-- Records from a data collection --
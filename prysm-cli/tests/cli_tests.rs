//! Integration tests for the Prysm CLI

use assert_cmd::Command;
use predicates::prelude::*;
use std::fs;
use std::path::PathBuf;
use tempfile::TempDir;

/// Get the prysm binary
#[allow(deprecated)]
fn prysm_cmd() -> Command {
    Command::cargo_bin("prysm").unwrap()
}

const BLOG_PLAN: &str = r#"
[[steps]]
op = "add_field"
model = "User"
field = "id"
type = "Int"
default = "cuid()"

[[steps]]
op = "set_primary_key"
model = "User"
field = "id"

[[steps]]
op = "add_relation"
model = "User"
name = "posts"
kind = "OneToMany"
related = "Post"
inverse = "author"

[[steps]]
op = "add_field"
model = "Post"
field = "id"
type = "Int"

[[steps]]
op = "set_primary_key"
model = "Post"
field = "id"

[[steps]]
op = "add_field"
model = "Post"
field = "authorId"
type = "Int"

[[steps]]
op = "add_relation"
model = "Post"
name = "author"
kind = "ManyToOne"
related = "User"
inverse = "posts"
"#;

const EXPECTED_BLOG: &str = r#"datasource db {
  provider = "postgresql"
  url      = env("DATABASE_URL")
}

model User {
  id Int @id @default(cuid())
  posts Post[]
}

model Post {
  id Int @id
  authorId Int
  author User @relation(fields: [authorId], references: [id])
}"#;

fn write_plan(dir: &TempDir, name: &str, content: &str) -> PathBuf {
    let path = dir.path().join(name);
    fs::write(&path, content).unwrap();
    path
}

#[test]
fn test_help_command() {
    prysm_cmd()
        .arg("--help")
        .assert()
        .success()
        .stdout(predicate::str::contains("Prysm CLI"))
        .stdout(predicate::str::contains("generate"))
        .stdout(predicate::str::contains("print"))
        .stdout(predicate::str::contains("validate"));
}

#[test]
fn test_version_command() {
    prysm_cmd()
        .arg("version")
        .assert()
        .success()
        .stdout(predicate::str::contains("Version"))
        .stdout(predicate::str::contains(env!("CARGO_PKG_VERSION")));
}

#[test]
fn test_print_renders_plan() {
    let temp_dir = TempDir::new().unwrap();
    let plan = write_plan(&temp_dir, "blog.toml", BLOG_PLAN);

    let assert = prysm_cmd()
        .current_dir(temp_dir.path())
        .args(["print", "--plan", plan.to_str().unwrap()])
        .assert()
        .success();

    let stdout = String::from_utf8(assert.get_output().stdout.clone()).unwrap();
    pretty_assertions::assert_eq!(stdout, format!("{}\n", EXPECTED_BLOG));
}

#[test]
fn test_print_json_plan() {
    let temp_dir = TempDir::new().unwrap();
    let plan = write_plan(
        &temp_dir,
        "tags.json",
        r#"{"steps": [
            {"op": "add_relation", "model": "Tag", "name": "posts", "kind": "ManyToMany", "related": "Post"},
            {"op": "add_relation", "model": "Post", "name": "tags", "kind": "ManyToMany", "related": "Tag"}
        ]}"#,
    );

    prysm_cmd()
        .current_dir(temp_dir.path())
        .args(["print", "--plan", plan.to_str().unwrap()])
        .assert()
        .success()
        .stdout(predicate::str::contains("posts Post[] @relation(\"PostToTag\")"))
        .stdout(predicate::str::contains("tags Tag[] @relation(\"PostToTag\")"));
}

#[test]
fn test_generate_writes_tenant_file() {
    let temp_dir = TempDir::new().unwrap();
    let plan = write_plan(&temp_dir, "blog.toml", BLOG_PLAN);

    prysm_cmd()
        .current_dir(temp_dir.path())
        .args(["generate", "--plan", plan.to_str().unwrap(), "--tenant", "acme"])
        .assert()
        .success()
        .stdout(predicate::str::contains("Schema written to"));

    let written = temp_dir.path().join("prisma").join("acme.prisma");
    assert!(written.exists(), "prisma/acme.prisma should exist");
    assert_eq!(fs::read_to_string(written).unwrap(), EXPECTED_BLOG);
}

#[test]
fn test_generate_uses_config_output() {
    let temp_dir = TempDir::new().unwrap();
    let plan = write_plan(&temp_dir, "blog.toml", BLOG_PLAN);
    fs::write(
        temp_dir.path().join("prysm.toml"),
        "[output]\ndirectory = \"schemas\"\nextension = \"schema\"\n",
    )
    .unwrap();

    prysm_cmd()
        .current_dir(temp_dir.path())
        .args(["generate", "--plan", plan.to_str().unwrap(), "--tenant", "acme"])
        .assert()
        .success();

    assert!(temp_dir.path().join("schemas").join("acme.schema").exists());
}

#[test]
fn test_generate_output_flag_overrides_config() {
    let temp_dir = TempDir::new().unwrap();
    let plan = write_plan(&temp_dir, "blog.toml", BLOG_PLAN);
    let out = temp_dir.path().join("custom");

    prysm_cmd()
        .current_dir(temp_dir.path())
        .args([
            "generate",
            "--plan",
            plan.to_str().unwrap(),
            "--tenant",
            "beta",
            "--output",
            out.to_str().unwrap(),
        ])
        .assert()
        .success();

    assert!(out.join("beta.prisma").exists());
}

#[test]
fn test_generate_reports_omitted_relation() {
    let temp_dir = TempDir::new().unwrap();
    let plan = write_plan(
        &temp_dir,
        "orphan.toml",
        r#"
[[steps]]
op = "add_field"
model = "Post"
field = "id"
type = "Int"

[[steps]]
op = "add_relation"
model = "Post"
name = "author"
kind = "ManyToOne"
related = "User"
"#,
    );

    prysm_cmd()
        .current_dir(temp_dir.path())
        .args(["generate", "--plan", plan.to_str().unwrap(), "--tenant", "acme"])
        .assert()
        .success()
        .stdout(predicate::str::contains(
            "Post.author: no backing field, many-to-one relation omitted",
        ));

    let written = fs::read_to_string(temp_dir.path().join("prisma").join("acme.prisma")).unwrap();
    assert!(!written.contains("author"));
}

#[test]
fn test_generate_rejects_bad_tenant() {
    let temp_dir = TempDir::new().unwrap();
    let plan = write_plan(&temp_dir, "blog.toml", BLOG_PLAN);

    prysm_cmd()
        .current_dir(temp_dir.path())
        .args(["generate", "--plan", plan.to_str().unwrap(), "--tenant", "../escape"])
        .assert()
        .failure()
        .stderr(predicate::str::contains("invalid tenant id"));
}

#[test]
fn test_generate_missing_plan() {
    let temp_dir = TempDir::new().unwrap();
    let plan = temp_dir.path().join("nonexistent.toml");

    prysm_cmd()
        .current_dir(temp_dir.path())
        .args(["generate", "--plan", plan.to_str().unwrap(), "--tenant", "acme"])
        .assert()
        .failure()
        .stderr(predicate::str::contains("Plan file not found"));
}

#[test]
fn test_failing_step_reports_field_not_found() {
    let temp_dir = TempDir::new().unwrap();
    let plan = write_plan(
        &temp_dir,
        "broken.toml",
        r#"
[[steps]]
op = "set_primary_key"
model = "User"
field = "id"
"#,
    );

    prysm_cmd()
        .current_dir(temp_dir.path())
        .args(["print", "--plan", plan.to_str().unwrap()])
        .assert()
        .failure()
        .stderr(predicate::str::contains("Step 1 (set_primary_key) failed"))
        .stderr(predicate::str::contains("field `id` not found in model `User`"));
}

#[test]
fn test_validate_with_valid_plan() {
    let temp_dir = TempDir::new().unwrap();
    let plan = write_plan(&temp_dir, "blog.toml", BLOG_PLAN);

    prysm_cmd()
        .current_dir(temp_dir.path())
        .args(["validate", "--plan", plan.to_str().unwrap()])
        .assert()
        .success()
        .stdout(predicate::str::contains("valid"));
}

#[test]
fn test_validate_with_invalid_plan() {
    let temp_dir = TempDir::new().unwrap();
    let plan = write_plan(
        &temp_dir,
        "dupes.toml",
        r#"
[[steps]]
op = "add_field"
model = "User"
field = "email"
type = "String"

[[steps]]
op = "add_field"
model = "User"
field = "email"
type = "String"
"#,
    );

    prysm_cmd()
        .current_dir(temp_dir.path())
        .args(["validate", "--plan", plan.to_str().unwrap()])
        .assert()
        .failure()
        .stdout(predicate::str::contains("duplicate field `User.email`"));
}

#[test]
fn test_missing_explicit_config() {
    let temp_dir = TempDir::new().unwrap();
    let plan = write_plan(&temp_dir, "blog.toml", BLOG_PLAN);

    prysm_cmd()
        .current_dir(temp_dir.path())
        .args(["--config", "missing.toml", "print", "--plan", plan.to_str().unwrap()])
        .assert()
        .failure()
        .stderr(predicate::str::contains("Config file not found"));
}

#[test]
fn test_invalid_command() {
    prysm_cmd()
        .arg("invalid_command")
        .assert()
        .failure()
        .stderr(predicate::str::contains("error"));
}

-- ABOUT THIS TASK --
Show me every line in the data above that includes "ManyToMany".

-- FINISHED TASK --
            {"op": "add_relation", "model": "Tag", "name": "posts", "kind": "ManyToMany", "related": "Post"},
            {"op": "add_relation", "model": "Post", "name": "tags", "kind": "ManyToMany", "related": "Tag"}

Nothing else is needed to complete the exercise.